Novena fuerza en número de votos y con apenas el 2,72 % de los sufragios emitidos, pasó de gozar de la hegemonía casi absoluta en la demarcación a codearse en la más absoluta marginalidad con todo tipo de extraparlamentarios folclóricos e irrelevantes. Y ahí sigue, por cierto. La semana próxima Àngels Chacón, su principal rostro público, mujer seria, rigurosa, formada y competente, intentará de nuevo reanimar su cadáver con la puesta de largo de otra marca comercial. Centrem lo llamaran. No le auguro ningún futuro. Y por una razón simple, a saber: porque los partidos necesitan ser percibidos como útiles para atraer al electorado. Y un partido que no pueda gobernar nunca, que tal será su caso, no es útil.

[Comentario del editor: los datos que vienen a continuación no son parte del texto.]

//! # query-engine-cli
//!
//! Loads a wire-format query plan (spec §4.1's `PlanSpec`) from JSON,
//! optionally overrides resource limits from a YAML sidecar, plans and
//! optimizes it, runs it against a small synthetic in-memory dataset,
//! and prints every block the plan yields.
//!
//! ```text
//! query-engine-cli --plan plan.json --resources resources.yml
//! RUST_LOG=debug query-engine-cli --plan plan.json
//! ```
//!
//! `fixtures/plan.json` is a runnable example: `from("demo") |> range
//! |> window(every: 1h) |> mean() |> yield("hourly_mean")` against the
//! two-series dataset `demo_storage` below.

use std::path::PathBuf;
use std::sync::Arc;

use anyhow::{Context, Result};
use clap::Parser;
use tracing_subscriber::{layer::SubscriberExt, util::SubscriberInitExt};

use query_core::Allocator;
use query_exec::dispatch::ConcurrencyLimiter;
use query_exec::{result, MemoryStorageReader};
use query_plan::wire::PlanSpec;
use query_plan::FunctionRegistry;

#[derive(Parser, Debug)]
#[command(name = "query-engine-cli")]
#[command(about = "Runs a wire-format query plan and prints its yielded blocks")]
struct Args {
    /// Path to the JSON `PlanSpec` describing operations, edges, and resources.
    #[arg(short, long)]
    plan: PathBuf,

    /// Optional YAML file overriding the plan's resource limits
    /// (`memory_bytes`, `concurrency_quota`).
    #[arg(short, long)]
    resources: Option<PathBuf>,
}

#[derive(Debug, Default, serde::Deserialize)]
struct ResourceOverride {
    memory_bytes: Option<i64>,
    concurrency_quota: Option<usize>,
}

#[tokio::main]
async fn main() -> Result<()> {
    tracing_subscriber::registry()
        .with(tracing_subscriber::EnvFilter::from_default_env())
        .with(tracing_subscriber::fmt::layer())
        .init();

    let args = Args::parse();

    let plan_json = std::fs::read_to_string(&args.plan)
        .with_context(|| format!("reading plan file {}", args.plan.display()))?;
    let spec: PlanSpec = serde_json::from_str(&plan_json).context("parsing plan JSON")?;

    let mut memory_bytes = spec.resources.memory_bytes;
    let mut concurrency_quota = spec.resources.concurrency_quota;
    if let Some(path) = &args.resources {
        let yaml = std::fs::read_to_string(path)
            .with_context(|| format!("reading resource overrides {}", path.display()))?;
        let over: ResourceOverride = serde_yaml::from_str(&yaml).context("parsing resource overrides")?;
        if let Some(m) = over.memory_bytes {
            memory_bytes = m;
        }
        if let Some(c) = over.concurrency_quota {
            concurrency_quota = c;
        }
    }

    let registry = FunctionRegistry::builtin();
    let physical = query_plan::plan(&spec, &registry).context("planning query")?;
    tracing::info!(nodes = physical.len(), "optimized physical plan built");

    let alloc = Arc::new(Allocator::new(memory_bytes));
    let limiter = ConcurrencyLimiter::new(concurrency_quota.max(1));
    let storage = Arc::new(demo_storage());
    let (sink, mut stream) = result::channel();

    let exec_handle = tokio::spawn(async move {
        query_exec::execute(&physical, storage, alloc, limiter, sink).await
    });

    let mut printed = 0usize;
    loop {
        tokio::select! {
            _ = tokio::signal::ctrl_c() => {
                tracing::warn!("interrupted, aborting query");
                stream.abort();
                break;
            }
            msg = stream.recv() => {
                match msg {
                    Some(yielded) => {
                        println!(
                            "[{}] bounds={:?} tags={:?} rows={}",
                            yielded.name,
                            yielded.block.bounds(),
                            yielded.block.tags(),
                            yielded.block.num_rows(),
                        );
                        printed += 1;
                    }
                    None => break,
                }
            }
        }
    }

    exec_handle.await.context("executor task panicked")??;
    tracing::info!(blocks = printed, "query finished");
    Ok(())
}

/// A small synthetic dataset standing in for a real storage backend
/// (spec's `Non-goals` explicitly exclude one). Any `from` naming
/// database `"demo"` reads two tagged, hourly series over a day.
fn demo_storage() -> MemoryStorageReader {
    use query_exec::testutil::float_block;
    use query_core::{Bounds, Time};

    let mut storage = MemoryStorageReader::new();
    let hour = 3_600_000_000_000i64;
    let mut blocks = Vec::new();
    for host in ["serverA", "serverB"] {
        let mut rows = Vec::new();
        for hourly in 0..24 {
            let t = hourly * hour;
            let value = 50.0 + (hourly as f64 * 1.7) % 23.0;
            rows.push((t, value));
        }
        blocks.push(float_block(Bounds::new(Time(0), Time(24 * hour)), host, &rows));
    }
    storage.insert("demo", blocks);
    storage
}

Ocurre que, tras el 1 de Octubre, ya nada que recuerde a CiU podrá aspirar al poder en Cataluña. CiU barría siempre en las autonómicas porque la derecha españolista también les votaba. Era el gran secreto vergonzante e inconfesable del pujolismo. Pero eso ya no puede ser con Puigdemont. De ahí que la derecha indigenista se vea ahora obligada a elegir. O no gobernar nunca, primera opción. O gobernar siempre en coalición con la izquierda indigenista, segunda y última opción. Algo, lo anterior, que les fuerza a competir todos los días en radicalidad retórica y postureo insurgente con ERC. Ninguna otra tercera posibilidad existe. Ninguna. Malos tiempos, pues, para la lírica centrista.